Work item: I need every line that includes the word "SimResult" copied from the material.

Material provided:
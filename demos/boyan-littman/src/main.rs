//! boyan-littman — Q-routing on the irregular 6×6 grid.
//!
//! Routes corner-to-corner traffic (node 0 → node 35) through a single
//! packet at low load, then three gradual-load scenarios of increasing
//! intensity.  The network keeps learning from one scenario to the next.
//!
//! Set `RUST_LOG=qr_net=debug` to see every decision and Q-value update.

use std::path::Path;
use std::time::Instant;

use anyhow::Result;
use tracing_subscriber::EnvFilter;

use qr_core::{RoutingConfig, ScenarioConfig};
use qr_net::{RequestGenerator, Topology};
use qr_output::{CsvWriter, DeliveryLogObserver, OutputWriter, export_series};
use qr_sim::SimBuilder;

// ── Constants ─────────────────────────────────────────────────────────────────

const SEED:           u64  = 42;
const LEARNING_RATE:  f64  = 0.5;
const SAMPLE_EVERY:   u64  = 10;
const MAX_IDLE_TICKS: u64  = 10_000;
const OUTPUT_DIR:     &str = "output/boyan-littman";

/// (total packets, gap, label)
const GRADUAL_LOADS: [(usize, u64, &str); 3] = [
    (10, 10, "gradual_10pk_gap10"),
    (30, 5,  "gradual_30pk_gap5"),
    (60, 2,  "gradual_60pk_gap2"),
];

// ── main ──────────────────────────────────────────────────────────────────────

fn main() -> Result<()> {
    tracing_subscriber::fmt()
        .with_env_filter(EnvFilter::try_from_default_env().unwrap_or_else(|_| EnvFilter::new("info")))
        .init();

    println!("=== boyan-littman — Q-routing on the irregular 6×6 grid ===");
    println!("Seed: {SEED}  |  η: {LEARNING_RATE}  |  Sample every: {SAMPLE_EVERY} ticks");
    println!();

    // 1. Build the network.
    let routing = RoutingConfig {
        learning_rate: LEARNING_RATE,
        seed:          SEED,
        ..RoutingConfig::default()
    };
    let topology = Topology::boyan_littman_6x6(routing)?;
    let live = topology.nodes().iter().filter(|n| !n.neighbors().is_empty()).count();
    println!("Network: {} nodes ({} linked)", topology.node_count(), live);

    // 2. Requests always travel from the first corner to the last.
    let requests = RequestGenerator::corner_to_corner(topology.node_count())?;

    // 3. Build sim.
    let mut sim = SimBuilder::new(topology)
        .scenario(ScenarioConfig { sample_every: SAMPLE_EVERY, max_idle_ticks: MAX_IDLE_TICKS })
        .build()?;

    // 4. Set up output.
    let writer = CsvWriter::new(Path::new(OUTPUT_DIR))?;
    let mut log = DeliveryLogObserver::new(writer);

    // 5. Run scenarios.
    let t0 = Instant::now();
    let first = requests.generate(sim.packet_ids());
    let single = sim.run_single("low_load_single", first, &mut log)?;
    println!("low_load_single      last avg: {:?}", single.last_point);

    for (total, gap, label) in GRADUAL_LOADS {
        let outcome = sim.run_gradual_load(&requests, total, gap, label, &mut log)?;
        println!(
            "{:<20} {} packets in {} ticks",
            label,
            outcome.injected,
            outcome.ticks()
        );
    }
    let elapsed = t0.elapsed();

    if let Some(e) = log.take_error() {
        eprintln!("output error: {e}");
    }

    // 6. Export series.
    let deliveries = log.written();
    let mut writer = log.into_writer();
    let points = export_series(sim.metrics(), &mut writer)?;
    writer.finish()?;

    // 7. Summary.
    println!();
    println!("All scenarios completed in {:.3} s ({} ticks)", elapsed.as_secs_f64(), sim.tick().0);
    println!("  series.csv     : {points} rows");
    println!("  deliveries.csv : {deliveries} rows");
    println!();

    println!("{:<20} {:<8} {:<10}", "Scenario", "Tick", "Avg time");
    println!("{}", "-".repeat(40));
    for series in sim.metrics().all_series() {
        match series.samples.last() {
            Some(p) => println!("{:<20} {:<8} {:<10.3}", series.label, p.tick.0, p.average_delivery_time),
            None => println!("{:<20} {:<8} {:<10}", series.label, "-", "-"),
        }
    }

    // 8. Learned estimates at the origin.
    println!();
    println!("{}", sim.topology().node(requests.origin())?.q_table());

    Ok(())
}
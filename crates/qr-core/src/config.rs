//! Run configuration.
//!
//! Typically built in code by the driver, or deserialized from a file with
//! the `serde` feature, and handed to the topology and engine builders.

use crate::{CoreError, CoreResult};

// ── Bootstrap ─────────────────────────────────────────────────────────────────

/// The Q-value assumed before any observation exists for a
/// (destination, neighbor) pair.
#[derive(Copy, Clone, Debug, PartialEq)]
#[cfg_attr(feature = "serde", derive(serde::Serialize, serde::Deserialize))]
pub enum Bootstrap {
    /// Tables start empty; every miss reads as `0.0`.
    Zero,
    /// Every (destination, neighbor) pair is seeded with the given value at
    /// construction; misses read as the same value.
    Optimistic(f64),
}

impl Bootstrap {
    /// The value returned on a table miss.
    #[inline]
    pub fn default_value(self) -> f64 {
        match self {
            Bootstrap::Zero => 0.0,
            Bootstrap::Optimistic(v) => v,
        }
    }
}

impl Default for Bootstrap {
    fn default() -> Self {
        Bootstrap::Optimistic(1.0)
    }
}

// ── UpdateRule ────────────────────────────────────────────────────────────────

/// Which Q-learning update runs, and therefore which key shape the tables use.
///
/// The two rules are not interchangeable within one run.
#[derive(Copy, Clone, Debug, PartialEq, Eq, Default)]
#[cfg_attr(feature = "serde", derive(serde::Serialize, serde::Deserialize))]
pub enum UpdateRule {
    /// The receiving node updates the *sender's* entry for
    /// (destination, receiver) when the packet arrives, using
    /// `q + s + t` with `t` = the receiver's own minimum estimate.
    /// Tables use the local key shape `(destination, neighbor)`.
    #[default]
    OnArrival,
    /// The sending node updates its own entry when it dispatches the packet,
    /// using its queue-wait counter, a one-tick transit, and the chosen
    /// neighbor's minimum estimate read through a `NeighborView`.  Tables use
    /// the triplet key shape `(from, destination, neighbor)`.
    OnDeparture,
}

// ── RoutingConfig ─────────────────────────────────────────────────────────────

/// Parameters of the routing core shared by every node in a run.
#[derive(Clone, Debug, PartialEq)]
#[cfg_attr(feature = "serde", derive(serde::Serialize, serde::Deserialize))]
pub struct RoutingConfig {
    /// η, the learning rate.  Must lie in (0, 1].
    pub learning_rate: f64,

    /// Table bootstrap policy.
    pub bootstrap: Bootstrap,

    /// Canonical Q-update rule for the run.
    pub update_rule: UpdateRule,

    /// Scores within this distance of the minimum count as ties.
    pub tie_tolerance: f64,

    /// Master seed for tie-break randomness.
    pub seed: u64,
}

impl RoutingConfig {
    /// Check value ranges.  Called by the topology builder before any node
    /// is constructed.
    pub fn validate(&self) -> CoreResult<()> {
        if !(self.learning_rate > 0.0 && self.learning_rate <= 1.0) {
            return Err(CoreError::Config(format!(
                "learning rate must lie in (0, 1], got {}",
                self.learning_rate
            )));
        }
        if !self.tie_tolerance.is_finite() || self.tie_tolerance < 0.0 {
            return Err(CoreError::Config(format!(
                "tie tolerance must be finite and non-negative, got {}",
                self.tie_tolerance
            )));
        }
        let bootstrap = self.bootstrap.default_value();
        if !bootstrap.is_finite() || bootstrap < 0.0 {
            return Err(CoreError::Config(format!(
                "bootstrap value must be finite and non-negative, got {bootstrap}"
            )));
        }
        Ok(())
    }
}

impl Default for RoutingConfig {
    fn default() -> Self {
        Self {
            learning_rate: 0.5,
            bootstrap:     Bootstrap::default(),
            update_rule:   UpdateRule::default(),
            tie_tolerance: 1e-6,
            seed:          42,
        }
    }
}

// ── ScenarioConfig ────────────────────────────────────────────────────────────

/// Driver-side settings: sampling periodicity and liveness threshold.
#[derive(Clone, Debug, PartialEq, Eq)]
#[cfg_attr(feature = "serde", derive(serde::Serialize, serde::Deserialize))]
pub struct ScenarioConfig {
    /// Record a metrics sample on every tick that is a multiple of this.
    pub sample_every: u64,

    /// Abort a scenario after this many consecutive ticks without a delivery
    /// while packets are still outstanding.
    pub max_idle_ticks: u64,
}

impl Default for ScenarioConfig {
    fn default() -> Self {
        Self {
            sample_every:   100,
            max_idle_ticks: 10_000,
        }
    }
}
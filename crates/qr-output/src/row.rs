//! Plain data row types written by output backends.

use qr_net::Packet;
use qr_sim::{DeliveryRecord, Sample};

/// One point of an average-delivery-time series.
#[derive(Debug, Clone, PartialEq)]
pub struct SeriesRow {
    pub label:             String,
    pub tick:              u64,
    pub avg_delivery_time: f64,
}

impl SeriesRow {
    pub fn new(label: &str, sample: &Sample) -> Self {
        Self {
            label:             label.to_owned(),
            tick:              sample.tick.0,
            avg_delivery_time: sample.average_delivery_time,
        }
    }
}

/// One delivered packet.
#[derive(Debug, Clone, Copy, PartialEq, Eq)]
pub struct DeliveryRow {
    pub packet_id:   u64,
    pub origin:      u32,
    pub destination: u32,
    pub sent:        u64,
    pub received:    u64,
    pub hops:        u64,
}

impl From<&DeliveryRecord> for DeliveryRow {
    fn from(r: &DeliveryRecord) -> Self {
        Self {
            packet_id:   r.packet.0,
            origin:      r.origin.0,
            destination: r.destination.0,
            sent:        r.sent.0,
            received:    r.received.0,
            hops:        r.hops as u64,
        }
    }
}

impl DeliveryRow {
    /// `None` for a packet with an empty route.
    pub fn from_packet(packet: &Packet) -> Option<Self> {
        DeliveryRecord::from_packet(packet).as_ref().map(Self::from)
    }
}
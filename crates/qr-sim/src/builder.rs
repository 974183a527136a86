//! Fluent builder for constructing a [`Sim`].

use std::collections::HashSet;

use qr_core::{PacketIdGen, ScenarioConfig, Tick};
use qr_net::Topology;

use crate::{MetricsCollector, Sim, SimError, SimResult, TickEngine};

/// Fluent builder for [`Sim`].
///
/// # Optional inputs (have defaults)
///
/// | Method             | Default                     |
/// |--------------------|-----------------------------|
/// | `.scenario(c)`     | `ScenarioConfig::default()` |
/// | `.start_tick(t)`   | `Tick::ZERO`                |
/// | `.packet_ids(g)`   | `PacketIdGen::new()`        |
///
/// # Example
///
/// ```rust,ignore
/// let topology = Topology::grid(3, 3, RoutingConfig::default())?;
/// let mut sim = SimBuilder::new(topology)
///     .scenario(ScenarioConfig { sample_every: 10, ..Default::default() })
///     .build()?;
/// ```
pub struct SimBuilder {
    topology: Topology,
    scenario: ScenarioConfig,
    start:    Tick,
    ids:      PacketIdGen,
}

impl SimBuilder {
    pub fn new(topology: Topology) -> Self {
        Self {
            topology,
            scenario: ScenarioConfig::default(),
            start:    Tick::ZERO,
            ids:      PacketIdGen::new(),
        }
    }

    pub fn scenario(mut self, scenario: ScenarioConfig) -> Self {
        self.scenario = scenario;
        self
    }

    /// Start the tick counter somewhere other than zero.
    pub fn start_tick(mut self, tick: Tick) -> Self {
        self.start = tick;
        self
    }

    /// Supply the packet id sequence, e.g. to continue numbering from an
    /// earlier run.
    pub fn packet_ids(mut self, ids: PacketIdGen) -> Self {
        self.ids = ids;
        self
    }

    pub fn build(self) -> SimResult<Sim> {
        if self.scenario.sample_every == 0 {
            return Err(SimError::Config("sample_every must be at least 1".into()));
        }
        if self.scenario.max_idle_ticks == 0 {
            return Err(SimError::Config("max_idle_ticks must be at least 1".into()));
        }

        Ok(Sim {
            engine:   TickEngine::starting_at(self.topology, self.start),
            metrics:  MetricsCollector::new(self.scenario.sample_every),
            config:   self.scenario,
            ids:      self.ids,
            injected: HashSet::new(),
        })
    }
}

Your solution:
use crate::{MetricsCollector, Sim, SimError, SimResult, TickEngine};
    pub fn build(self) -> SimResult<Sim> {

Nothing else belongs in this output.